Арестовали помощника начальника Генштаба по авиации, генерал-лейтенанта, дважды Героя Советского Союза Смушкевича и начальника ПВО, генерал-полковника, Героя Советского Союза Штерна. Все они особо отличились во время испанской войны. Рычагов потом воевал в Китае и участвовал в финской кампании, Смушкевич вторую «Золотую звезду» Героя получил за Халхин-Гол, у Штерна был боевой опыт Хасана и Халхин-Гола. Арестовали их в июне 1941 года, за несколько дней до нападения Германии, расстреляли без суда 28 октября 1941 года, когда мы терпели одно за другим тяжелые поражения. Наверное, их опыт в эту пору был бы не лишним. Но Сталин обид не забывал, а с обидчиками расправлялся, не повышая голоса.

«Ответственные за энтузиазм»

В марте 1946 года состоялись три вечера ленинградских и московских поэтов — в Московском клубе писателей (так назывался в ту пору ЦДЛ), в Колонном зале Дома Союзов, в Комаудитории Московского университета.
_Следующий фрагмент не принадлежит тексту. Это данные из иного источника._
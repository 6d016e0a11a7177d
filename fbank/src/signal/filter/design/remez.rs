//! Equiripple FIR design through the Parks-McClellan collaborator.
//!
//! This module only assembles the band edges, desired gains and weights; the
//! exchange iteration itself lives in `pm_remez`.

use log::warn;
use pm_remez::{Band, PMParameters, ParametersBuilder};

use crate::kernel::{ConfigError, ExecInvariantViolation, KernelLifecycle, Write1D};
use crate::signal::traits::FirWinDesign;

/// Constructor config for [`EquirippleKernel`].
#[derive(Debug, Clone, PartialEq)]
pub struct EquirippleConfig {
    /// Number of filter taps.
    pub numtaps: usize,
    /// Band edges as `[lo0, hi0, lo1, hi1, ...]`, normalized to `[0, 0.5]`.
    pub band_edges: Vec<f64>,
    /// Desired gain per band.
    pub desired: Vec<f64>,
    /// Error weight per band.
    pub weights: Vec<f64>,
}

/// Equiripple FIR design kernel.
#[derive(Debug, Clone, PartialEq)]
pub struct EquirippleKernel {
    numtaps: usize,
    band_edges: Vec<f64>,
    desired: Vec<f64>,
    weights: Vec<f64>,
}

impl KernelLifecycle for EquirippleKernel {
    type Config = EquirippleConfig;

    fn try_new(config: Self::Config) -> Result<Self, ConfigError> {
        if config.numtaps < 3 {
            return Err(ConfigError::InvalidArgument {
                arg: "numtaps",
                reason: "equiripple design needs at least 3 taps",
            });
        }
        if config.desired.is_empty() {
            return Err(ConfigError::EmptyInput { arg: "desired" });
        }
        if config.band_edges.len() != 2 * config.desired.len() {
            return Err(ConfigError::LengthMismatch {
                arg: "band_edges",
                expected: 2 * config.desired.len(),
                got: config.band_edges.len(),
            });
        }
        if config.weights.len() != config.desired.len() {
            return Err(ConfigError::LengthMismatch {
                arg: "weights",
                expected: config.desired.len(),
                got: config.weights.len(),
            });
        }
        if config.band_edges.iter().any(|f| !(0.0..=0.5).contains(f)) {
            return Err(ConfigError::InvalidArgument {
                arg: "band_edges",
                reason: "band edges must lie in [0, 0.5]",
            });
        }
        if config.band_edges.windows(2).any(|pair| pair[0] > pair[1])
            || config.band_edges.chunks_exact(2).any(|band| band[0] >= band[1])
        {
            return Err(ConfigError::InvalidArgument {
                arg: "band_edges",
                reason: "bands must be non-empty and in ascending order",
            });
        }
        if config.weights.iter().any(|w| !w.is_finite() || *w <= 0.0) {
            return Err(ConfigError::InvalidArgument {
                arg: "weights",
                reason: "weights must be finite and positive",
            });
        }
        if config.desired.iter().any(|d| !d.is_finite()) {
            return Err(ConfigError::InvalidArgument {
                arg: "desired",
                reason: "desired gains must be finite",
            });
        }
        Ok(Self {
            numtaps: config.numtaps,
            band_edges: config.band_edges,
            desired: config.desired,
            weights: config.weights,
        })
    }
}

/// Index of the band that holds `f`, or the nearest one.
fn band_of(edges: &[f64], f: f64) -> usize {
    edges
        .chunks_exact(2)
        .map(|band| {
            if f < band[0] {
                band[0] - f
            } else if f > band[1] {
                f - band[1]
            } else {
                0.0
            }
        })
        .enumerate()
        .min_by(|a, b| a.1.total_cmp(&b.1))
        .map_or(0, |(i, _)| i)
}

fn remez_failure(err: impl core::fmt::Display) -> ExecInvariantViolation {
    warn!("equiripple design failed: {err}");
    ExecInvariantViolation::Core(fbank_core::Error::ExecInvariantViolation {
        reason: err.to_string(),
    })
}

impl FirWinDesign<f64> for EquirippleKernel {
    fn run_into<O>(&self, out: &mut O) -> Result<(), ExecInvariantViolation>
    where
        O: Write1D<f64> + ?Sized,
    {
        let coeffs = self.run_alloc()?;
        let out_slice = out
            .write_slice_mut()
            .map_err(ExecInvariantViolation::from)?;
        if out_slice.len() != coeffs.len() {
            return Err(ExecInvariantViolation::LengthMismatch {
                arg: "out",
                expected: coeffs.len(),
                got: out_slice.len(),
            });
        }
        out_slice.copy_from_slice(&coeffs);
        Ok(())
    }

    fn run_alloc(&self) -> Result<Vec<f64>, ExecInvariantViolation> {
        let bands = self
            .band_edges
            .chunks_exact(2)
            .map(|band| Band::new(band[0], band[1]))
            .collect::<Result<Vec<_>, _>>()
            .map_err(remez_failure)?;

        let (edges, desired) = (self.band_edges.clone(), self.desired.clone());
        let (weight_edges, weights) = (self.band_edges.clone(), self.weights.clone());
        let mut parameters = PMParameters::new(
            self.numtaps,
            bands,
            move |f: f64| desired[band_of(&edges, f)],
            move |f: f64| weights[band_of(&weight_edges, f)],
        )
        .map_err(remez_failure)?;
        parameters.set_symmetry(pm_remez::Symmetry::Even);

        let design = pm_remez::pm_remez(&parameters).map_err(remez_failure)?;
        Ok(design.impulse_response)
    }
}

/// Multiband equiripple design, see [`EquirippleConfig`].
pub fn remez(
    numtaps: usize,
    band_edges: &[f64],
    desired: &[f64],
    weights: &[f64],
) -> Result<Vec<f64>, ExecInvariantViolation> {
    EquirippleKernel::try_new(EquirippleConfig {
        numtaps,
        band_edges: band_edges.to_vec(),
        desired: desired.to_vec(),
        weights: weights.to_vec(),
    })?
    .run_alloc()
}

/// Passband and stopband deviations for ripple specs in dB.
///
/// The passband ripple is peak-to-peak, the stopband figure an attenuation.
pub fn ripple_deviations(passband_ripple_db: f64, stopband_attenuation_db: f64) -> (f64, f64) {
    let p = 10f64.powf(passband_ripple_db / 20.0);
    ((p - 1.0) / (p + 1.0), 10f64.powf(-stopband_attenuation_db / 20.0))
}

/// Weights `[pass, stop]` that balance the two deviations.
fn band_weights(ripple_db: f64, attenuation_db: f64) -> Result<(f64, f64), ConfigError> {
    if !(ripple_db > 0.0 && attenuation_db > 0.0) {
        return Err(ConfigError::InvalidArgument {
            arg: "ripple_db",
            reason: "ripple and attenuation must be positive",
        });
    }
    let (dp, ds) = ripple_deviations(ripple_db, attenuation_db);
    Ok((1.0, dp / ds))
}

fn require_odd(numtaps: usize) -> Result<(), ConfigError> {
    if numtaps % 2 == 0 {
        return Err(ConfigError::InvalidArgument {
            arg: "numtaps",
            reason: "even-symmetric designs with gain at Nyquist need an odd number of taps",
        });
    }
    Ok(())
}

/// Equiripple lowpass passing `[0, pass_end]` and stopping `[stop_start, 0.5]`.
pub fn remez_lowpass(
    numtaps: usize,
    pass_end: f64,
    stop_start: f64,
    ripple_db: f64,
    attenuation_db: f64,
) -> Result<Vec<f64>, ExecInvariantViolation> {
    let (wp, ws) = band_weights(ripple_db, attenuation_db)?;
    remez(numtaps, &[0.0, pass_end, stop_start, 0.5], &[1.0, 0.0], &[wp, ws])
}

/// Equiripple highpass stopping `[0, stop_end]` and passing `[pass_start, 0.5]`.
pub fn remez_highpass(
    numtaps: usize,
    stop_end: f64,
    pass_start: f64,
    ripple_db: f64,
    attenuation_db: f64,
) -> Result<Vec<f64>, ExecInvariantViolation> {
    require_odd(numtaps)?;
    let (wp, ws) = band_weights(ripple_db, attenuation_db)?;
    remez(numtaps, &[0.0, stop_end, pass_start, 0.5], &[0.0, 1.0], &[ws, wp])
}

/// Equiripple bandpass passing `[pass_start, pass_end]`.
pub fn remez_bandpass(
    numtaps: usize,
    edges: [f64; 4],
    ripple_db: f64,
    attenuation_db: f64,
) -> Result<Vec<f64>, ExecInvariantViolation> {
    let [stop1_end, pass_start, pass_end, stop2_start] = edges;
    let (wp, ws) = band_weights(ripple_db, attenuation_db)?;
    remez(
        numtaps,
        &[0.0, stop1_end, pass_start, pass_end, stop2_start, 0.5],
        &[0.0, 1.0, 0.0],
        &[ws, wp, ws],
    )
}

/// Equiripple bandstop stopping `[stop_start, stop_end]`.
pub fn remez_bandstop(
    numtaps: usize,
    edges: [f64; 4],
    ripple_db: f64,
    attenuation_db: f64,
) -> Result<Vec<f64>, ExecInvariantViolation> {
    require_odd(numtaps)?;
    let [pass1_end, stop_start, stop_end, pass2_start] = edges;
    let (wp, ws) = band_weights(ripple_db, attenuation_db)?;
    remez(
        numtaps,
        &[0.0, pass1_end, stop_start, stop_end, pass2_start, 0.5],
        &[1.0, 0.0, 1.0],
        &[wp, ws, wp],
    )
}

#[cfg(test)]
mod tests {
    use super::*;
    use crate::signal::filter::evaluate_fir;
    use approx::assert_abs_diff_eq;
    use core::f64::consts::PI;

    fn gain(kernel: &[f64], f: f64) -> f64 {
        evaluate_fir(kernel, 2.0 * PI * f).norm()
    }

    #[test]
    fn lowpass_meets_its_bands() {
        let h = remez_lowpass(45, 0.2, 0.3, 0.5, 40.0).expect("remez");
        assert_eq!(h.len(), 45);
        for i in 0..45 {
            assert_abs_diff_eq!(h[i], h[44 - i], epsilon = 1e-9);
        }
        for f in [0.0, 0.1, 0.2] {
            assert_abs_diff_eq!(gain(&h, f), 1.0, epsilon = 0.05);
        }
        for f in [0.3, 0.4, 0.5] {
            assert!(gain(&h, f) < 0.02);
        }
    }

    #[test]
    fn bandpass_meets_its_bands() {
        let h = remez_bandpass(61, [0.1, 0.15, 0.3, 0.35], 1.0, 30.0).expect("remez");
        assert_abs_diff_eq!(gain(&h, 0.225), 1.0, epsilon = 0.1);
        assert!(gain(&h, 0.0) < 0.05);
        assert!(gain(&h, 0.45) < 0.05);
    }

    #[test]
    fn deviations_from_decibels() {
        let (dp, ds) = ripple_deviations(1.0, 40.0);
        assert_abs_diff_eq!(dp, 0.057_501_127_785, epsilon = 1e-9);
        assert_abs_diff_eq!(ds, 0.01, epsilon = 1e-15);
    }

    #[test]
    fn invalid_configs_fail_fast() {
        let err = EquirippleKernel::try_new(EquirippleConfig {
            numtaps: 31,
            band_edges: vec![0.0, 0.2, 0.3],
            desired: vec![1.0, 0.0],
            weights: vec![1.0, 1.0],
        })
        .expect_err("odd edge count");
        assert_eq!(
            err,
            ConfigError::LengthMismatch {
                arg: "band_edges",
                expected: 4,
                got: 3
            }
        );
        let err = EquirippleKernel::try_new(EquirippleConfig {
            numtaps: 31,
            band_edges: vec![0.0, 0.3, 0.2, 0.5],
            desired: vec![1.0, 0.0],
            weights: vec![1.0, 1.0],
        })
        .expect_err("overlapping bands");
        assert!(matches!(err, ConfigError::InvalidArgument { arg: "band_edges", .. }));
        assert!(remez(31, &[0.0, 0.2, 0.3, 0.5], &[1.0, 0.0], &[1.0, -1.0]).is_err());
        assert!(remez_highpass(30, 0.2, 0.3, 1.0, 40.0).is_err());
        assert!(remez_bandstop(30, [0.1, 0.15, 0.3, 0.35], 1.0, 40.0).is_err());
    }

    #[test]
    fn band_lookup_prefers_containing_band() {
        let edges = [0.0, 0.2, 0.3, 0.5];
        assert_eq!(band_of(&edges, 0.1), 0);
        assert_eq!(band_of(&edges, 0.4), 1);
        assert_eq!(band_of(&edges, 0.26), 1);
        assert_eq!(band_of(&edges, 0.22), 0);
    }
}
На двух из них я был. Это были головокружительно замечательные вечера, дышавшие торжеством недавней Победы и светлыми надеждами на будущее, на счастливую мирную жизнь.

Там я впервые увидел Ахматову и Пастернака, услышал, как они читают стихи. Точную формулу моего тогдашнего впечатления от Ахматовой я недавно нашел в записных книжках Лидии Гинзбург: «У нее был дар совершенно непринужденного и в высокой степени убедительного величия». В противоположность Ахматовой запомнился непокой Пастернака, его отзывчивая, сиюминутная реакция на все происходящее. Выступления их вызвали овацию.